Search code examples
pythonccudaindexoutofboundsexceptionpycuda

PyCUDA using struct properly


I am trying to implement a struct in my Pycuda code but i am getting out of bounds errors. I tried following this tutorial but am unable to get it working for my case.

The problem is most probably due to improper use of pointers, e.g. the tutorial shows that the pointer memsize must be allocated rather than the data memsize.

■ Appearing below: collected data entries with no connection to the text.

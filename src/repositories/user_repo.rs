use async_trait::async_trait;
use std::sync::Arc;

use crate::error::ClientError;
use crate::models::{User, UserPayload};
use crate::services::ApiClient;

#[async_trait]
pub trait UserRepository: Send + Sync {
    async fn list(&self) -> Result<Vec<User>, ClientError>;
    async fn get(&self, id: i64) -> Result<User, ClientError>;
    async fn create(&self, payload: &UserPayload) -> Result<(), ClientError>;
    async fn update(&self, id: i64, payload: &UserPayload) -> Result<(), ClientError>;
    async fn delete(&self, id: i64) -> Result<(), ClientError>;
}

pub struct HttpUserRepository {
    client: Arc<ApiClient>,
}

impl HttpUserRepository {
    pub fn new(client: Arc<ApiClient>) -> Self {
        Self { client }
    }
}

#[async_trait]
impl UserRepository for HttpUserRepository {
    async fn list(&self) -> Result<Vec<User>, ClientError> {
        self.client.get("/users/").await
    }

    async fn get(&self, id: i64) -> Result<User, ClientError> {
        self.client.get(&format!("/users/{}/", id)).await
    }

    async fn create(&self, payload: &UserPayload) -> Result<(), ClientError> {
        self.client.post("/users/", payload).await
    }

    async fn update(&self, id: i64, payload: &UserPayload) -> Result<(), ClientError> {
        self.client.put(&format!("/users/{}/", id), payload).await
    }

    async fn delete(&self, id: i64) -> Result<(), ClientError> {
        self.client.delete(&format!("/users/{}/", id)).await
    }
}
use std::sync::Arc;
use crate::{
    auth::{AuthSignal, SessionStore},
    config::Settings,
    error::ClientError,
    repositories::{
        TaskRepository, UserRepository,
        task_repo::HttpTaskRepository,
        user_repo::HttpUserRepository,
    },
    services::{ApiClient, AuthService},
    storage::{FileStorage, KeyValueStorage},
    views::{DashboardView, ProfileView, TasksView, UsersView},
};

pub mod auth;
pub mod config;
pub mod error;
pub mod middleware;
pub mod models;
pub mod repositories;
pub mod router;
pub mod services;
pub mod storage;
pub mod views;

/// Everything a front-end needs, built once at startup and passed around by
/// reference.
#[derive(Clone)]
pub struct ClientContext {
    pub settings: Arc<Settings>,
    pub session_store: Arc<SessionStore>,
    pub signal: Arc<AuthSignal>,
    pub api: Arc<ApiClient>,
    pub auth: Arc<AuthService>,
    pub tasks: Arc<dyn TaskRepository>,
    pub users: Arc<dyn UserRepository>,
}

impl ClientContext {
    /// Context backed by the session file named in the settings.
    pub fn new(settings: Settings) -> Result<Self, ClientError> {
        let storage: Arc<dyn KeyValueStorage> = Arc::new(FileStorage::new(&settings.session_file));
        Self::with_storage(settings, storage)
    }

    /// Context over any storage backend; restores a stored session if present.
    pub fn with_storage(
        settings: Settings,
        storage: Arc<dyn KeyValueStorage>,
    ) -> Result<Self, ClientError> {
        let settings = Arc::new(settings);
        let session_store = Arc::new(SessionStore::new(storage));
        let signal = Arc::new(AuthSignal::new());

        let api = Arc::new(ApiClient::new(&settings, session_store.clone(), signal.clone())?);

        // Subscribes itself to the signal
        let auth = AuthService::new(api.clone(), session_store.clone(), &signal);

        let tasks: Arc<dyn TaskRepository> = Arc::new(HttpTaskRepository::new(api.clone()));
        let users: Arc<dyn UserRepository> = Arc::new(HttpUserRepository::new(api.clone()));

        tracing::debug!(api_base_url = %settings.api_base_url, authenticated = auth.is_authenticated(), "client context ready");

        Ok(Self {
            settings,
            session_store,
            signal,
            api,
            auth,
            tasks,
            users,
        })
    }

    pub fn dashboard_view(&self) -> DashboardView {
        DashboardView::new(self.auth.clone(), self.tasks.clone(), self.users.clone())
    }

    pub fn tasks_view(&self) -> TasksView {
        TasksView::new(self.auth.clone(), self.tasks.clone(), self.users.clone())
    }

    pub fn users_view(&self) -> UsersView {
        UsersView::new(self.auth.clone(), self.users.clone())
    }

    pub fn profile_view(&self) -> Result<ProfileView, ClientError> {
        ProfileView::from_state(&self.auth.state())
    }
}
use serde::{Deserialize, Serialize};
use std::fmt;

use crate::auth::rbac::{self, Action, Ownership};
use crate::auth::AuthState;
use crate::models::User;

#[derive(Debug, Clone, Copy, PartialEq, Eq, Hash, Serialize, Deserialize)]
pub enum Route {
    Login,
    Dashboard,
    Tasks,
    Users,
    Profile,
}

impl Route {
    pub const ALL: [Route; 5] = [
        Route::Login,
        Route::Dashboard,
        Route::Tasks,
        Route::Users,
        Route::Profile,
    ];

    pub fn path(&self) -> &'static str {
        match self {
            Route::Login => "/login",
            Route::Dashboard => "/",
            Route::Tasks => "/tasks",
            Route::Users => "/users",
            Route::Profile => "/profile",
        }
    }

    pub fn from_path(path: &str) -> Option<Self> {
        let trimmed = path.trim_end_matches('/');
        let normalized = if trimmed.is_empty() { "/" } else { trimmed };
        Self::ALL.into_iter().find(|route| route.path() == normalized)
    }

    pub fn title(&self) -> &'static str {
        match self {
            Route::Login => "Login",
            Route::Dashboard => "Dashboard",
            Route::Tasks => "Tasks",
            Route::Users => "Users",
            Route::Profile => "Profile",
        }
    }

    /// Capability needed to open the route once signed in.
    fn required_action(&self) -> Option<Action> {
        match self {
            Route::Dashboard => Some(Action::ViewDashboard),
            Route::Users => Some(Action::ViewUsers),
            // every role sees the tasks page; Members get their own tasks only
            Route::Tasks => Some(Action::ViewTask),
            Route::Login | Route::Profile => None,
        }
    }

    fn allows(&self, user: &User) -> bool {
        match self.required_action() {
            Some(action) => rbac::can(user.role, action, Ownership::Own),
            None => true,
        }
    }
}

impl fmt::Display for Route {
    fn fmt(&self, f: &mut fmt::Formatter<'_>) -> fmt::Result {
        write!(f, "{}", self.path())
    }
}

/// Where a navigation request actually lands for the given auth state.
pub fn guard(route: Route, state: &AuthState) -> Route {
    match (route, state.user()) {
        (Route::Login, None) => Route::Login,
        (_, None) => Route::Login,
        (Route::Login, Some(_)) => Route::Dashboard,
        (route, Some(user)) if route.allows(user) => route,
        (route, Some(user)) => {
            tracing::debug!(route = %route, role = %user.role, "route not available for role");
            Route::Dashboard
        }
    }
}

/// Routes shown in the navigation bar for `user`.
pub fn nav_items(user: &User) -> Vec<Route> {
    [Route::Dashboard, Route::Tasks, Route::Users]
        .into_iter()
        .filter(|route| route.allows(user))
        .collect()
}

#[cfg(test)]
mod tests {
    use super::*;
    use crate::auth::rbac::Role;

    fn user(role: Role) -> User {
        User {
            id: 1,
            username: "alice".to_string(),
            email: "alice@example.com".to_string(),
            role,
            is_active: true,
        }
    }

    #[test]
    fn test_anonymous_always_lands_on_login() {
        for route in Route::ALL {
            assert_eq!(guard(route, &AuthState::Anonymous), Route::Login);
        }
    }

    #[test]
    fn test_signed_in_user_skips_login() {
        let state = AuthState::from_user(Some(user(Role::Member)));
        assert_eq!(guard(Route::Login, &state), Route::Dashboard);
        assert_eq!(guard(Route::Profile, &state), Route::Profile);
        assert_eq!(guard(Route::Tasks, &state), Route::Tasks);
    }

    #[test]
    fn test_member_redirected_from_users() {
        let member = AuthState::from_user(Some(user(Role::Member)));
        assert_eq!(guard(Route::Users, &member), Route::Dashboard);

        let manager = AuthState::from_user(Some(user(Role::Manager)));
        assert_eq!(guard(Route::Users, &manager), Route::Users);
    }

    #[test]
    fn test_nav_items_per_role() {
        assert_eq!(
            nav_items(&user(Role::Admin)),
            vec![Route::Dashboard, Route::Tasks, Route::Users]
        );
        assert_eq!(
            nav_items(&user(Role::Manager)),
            vec![Route::Dashboard, Route::Tasks, Route::Users]
        );
        assert_eq!(nav_items(&user(Role::Member)), vec![Route::Dashboard, Route::Tasks]);
    }

    #[test]
    fn test_paths() {
        assert_eq!(Route::from_path("/"), Some(Route::Dashboard));
        assert_eq!(Route::from_path("/tasks/"), Some(Route::Tasks));
        assert_eq!(Route::from_path("/nope"), None);
        assert_eq!(Route::Users.to_string(), "/users");
    }
}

Hopefully someone here can give me some insight...

Sample code:

#!/usr/bin/env python
#-*- coding:utf-8 -*-

import numpy as np
import pycuda.driver as cuda
import pycuda.tools as tools
import pycuda.autoinit

from mako.template import Template
from pycuda.compiler import SourceModule

src_template = Template(
"""
    struct Dist {
        %for s in xrange(ns):
        float *dist${s};
        %endfor
    };

    // return linear index based on x,y coordinate
    __device__ int get_index(int xcoord, int ycoord)
    {
        return ycoord + xcoord * ${ny};
    };

    __global__ void initialize(float *rho, float *ux, float *uy, Dist *ftmp)
    {
        int idx;
        float dens, velx, vely, vv, ev;

        for (int y = threadIdx.x + blockIdx.x * blockDim.x; 
                 y < ${ny}; 
                 y += blockDim.x * gridDim.x)   
        {   
            for (int x = threadIdx.y + blockIdx.y * blockDim.y; 
                 x < ${nx}; 
                 x += blockDim.y * gridDim.y) 
            {
                if ((x > 0) && (x < ${nx-1}) && (y > 0) && (y < ${ny-1}))
                {
                    idx = get_index(x,y);
                    dens = rho[idx]; velx = ux[idx]; vely = uy[idx];
                    vv = velx*velx + vely*vely;

                    %for s in xrange(ns):
                    // s = ${s}; \vec{e}[${s}] = [${ex[s]},${ey[s]}]
                    ev = ${float(ex[s])}f*velx + ${float(ey[s])}f*vely;
                    ftmp->dist${s}[idx] = ${w[s]}f*dens*(1.0f+3.0f*ev+4.5f*ev*ev-1.5f*vv);
                    %endfor
                }
            }
        }
    }
"""
)

class channelFlow:
    # initialize channelFlow
    def __init__(self, nx, ny):
        self.nx, self.ny = nx, ny

        max_threads_per_block = tools.DeviceData().max_threads
        self.blocksize = (ny if ny<32 else 32, nx if nx<32 else 32, 1)  # threads per block
        self.gridsize = (ny/self.blocksize[0], nx/self.blocksize[1], 1) # blocks per grid

        self.ns = 9
        self.w = np.array([4./9, 1./9, 1./9, 1./9, 1./9, 1./36, 1./36, 1./36, 1./36])
        self.ex = np.array([0, 1, -1, 0, 0, 1, -1, -1, 1])
        self.ey = np.array([0, 0, 0, 1, -1, 1, 1, -1, -1])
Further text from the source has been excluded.